Plants close but United Auto Workers union says most workers likely to return amid shortage due to coronavirus pandemic
Detroit automakers shut down their North American plants this week amid growing fears over coronavirus spreading among blue-collar employees working in tight quarters.
Soon they could be back – building ventilators as a shortage presents the US with a potential health crisis.
Relations between the Big Three – General Motors, Ford and Fiat Chrysler – have been tense of late after GM workers walked out in their first strike in a decade.
But most workers are probably open to returning to the line, said D’Andre Jackson, a United Auto Workers (UAW) committee representative at GM’s Flint Assembly Plant. He added that he would “go back if it would help the country”.
“I think the majority of the UAW members wouldn’t mind doing what it takes to get America back running,” Jackson said. Though workers just demanded to leave the plant over coronavirus fears, Jackson said the cause has changed.
“Instead of working for profit, you’re working to help save some lives, and I think a lot of people would join in on that,” he said. “It’s what they did during wartime, and that’s what they say we’re in now. I think that if it was on a voluntary basis they could get people to go back in.”
Both automakers have confirmed that they are in discussions with the US government, which this week invoked the Defense Production Act, legislation that goes back to the second world war and grants the president broad powers to direct industrial production.
“Right now, we are doing an internal study to evaluate this as an option, and we are looking at ways we could help during this crisis including potentially supporting production of medical equipment such as ventilators,” a GM spokeswoman, Jeannine Ginivan, told the Guardian.
However, a United Auto Workers spokesman, Brian Rothenberg, said the proposal had not been run by the union. Its leadership was busy working to shut down the plants and did not immediately have a comment, he added.
It’s unclear how retooling the factories or sending workers back into them during a pandemic might work. The Trump administration economic adviser, Larry Kudlow, told Fox News this week that an executive said she “might even ask them to do it on a voluntary basis for civic and patriotic reasons. That’s the kind of can-do spirit that we’re hearing and seeing”.
Ford, which will suspend production following Thursday evening shifts through 30 March, said in a statement that it “stands ready to help the administration in any way we can, including the possibility of producing ventilators and other equipment”.

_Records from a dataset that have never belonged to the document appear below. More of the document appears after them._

//! Per-request query configuration.

use serde::{Deserialize, Serialize};

use crate::page::{PageRequest, DEFAULT_PAGE_SIZE};
use crate::sort::SortSpec;

/// What a caller asks for in one list request.
///
/// Every key is optional; the defaults are page 1, ten records per page, no
/// search, and no sorting. Keys are camelCase so the struct binds straight
/// from a query string or JSON body.
///
/// ```
/// use quarry::QueryOptions;
///
/// let options: QueryOptions =
///     serde_json::from_str(r#"{"pageSize": 500, "sortBy": "age", "sortDescending": true}"#)
///         .unwrap();
///
/// assert_eq!(options.page_request().page_size(), 100);
/// assert_eq!(options.page_request().page_number(), 1);
/// ```
#[derive(Debug, Clone, PartialEq, Eq, Serialize, Deserialize)]
#[serde(default, rename_all = "camelCase")]
pub struct QueryOptions {
    pub page_number: i64,
    pub page_size: i64,
    pub search_term: Option<String>,
    pub sort_by: Option<String>,
    pub sort_descending: bool,
}

impl QueryOptions {
    /// The clamped page request.
    pub fn page_request(&self) -> PageRequest {
        PageRequest::new(self.page_number, self.page_size)
    }

    /// The search term, if present and non-empty.
    pub fn search_term(&self) -> Option<&str> {
        self.search_term.as_deref().filter(|t| !t.is_empty())
    }

    /// The parsed sort key. A direction written into `sortBy` (`-age`,
    /// `age:desc`) takes precedence over `sortDescending`.
    pub fn sort_spec(&self) -> Option<SortSpec> {
        self.sort_by.as_deref().and_then(SortSpec::parse)
    }
}

impl Default for QueryOptions {
    fn default() -> Self {
        QueryOptions {
            page_number: 1,
            page_size: DEFAULT_PAGE_SIZE as i64,
            search_term: None,
            sort_by: None,
            sort_descending: false,
        }
    }
}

“We have had preliminary discussions with the US governments and are looking into the feasibility. It’s vital that we all pull together to help the country weather this crisis and come out the other side stronger than ever,” it said.
In the meantime some 150,000 UAW workers will be put on a temporary layoff. A GM spokesman, David Barnas, said employees “will be compensated”, though specifics were still being hammered out.
“It’s the right thing to do, but they should’ve done it a couple days ago,” said a worker from Ford’s Dearborn Truck Plant who declined to provide his name.
The UAW has been pushing for temporary closures for several days. Automakers initially resisted those calls, prompting threats of a walkout among an increasingly frustrated workforce. On Monday, UAW Local 600 filed a grievance at the Dearborn Truck Plant in which it demanded a two-week suspension and coronavirus testing for all employees.
Any return to work will have to come with better safety protections for workers during the pandemic.
The UAW president, Rory Gamble, said temporary closures were “the prudent thing to do”.
“These companies will be put on notice that the UAW will use any and all measures to protect our brothers and sisters who are working in their facilities,” Gamble said. “And make no mistake, we have powerful allies who have stepped up to help us.”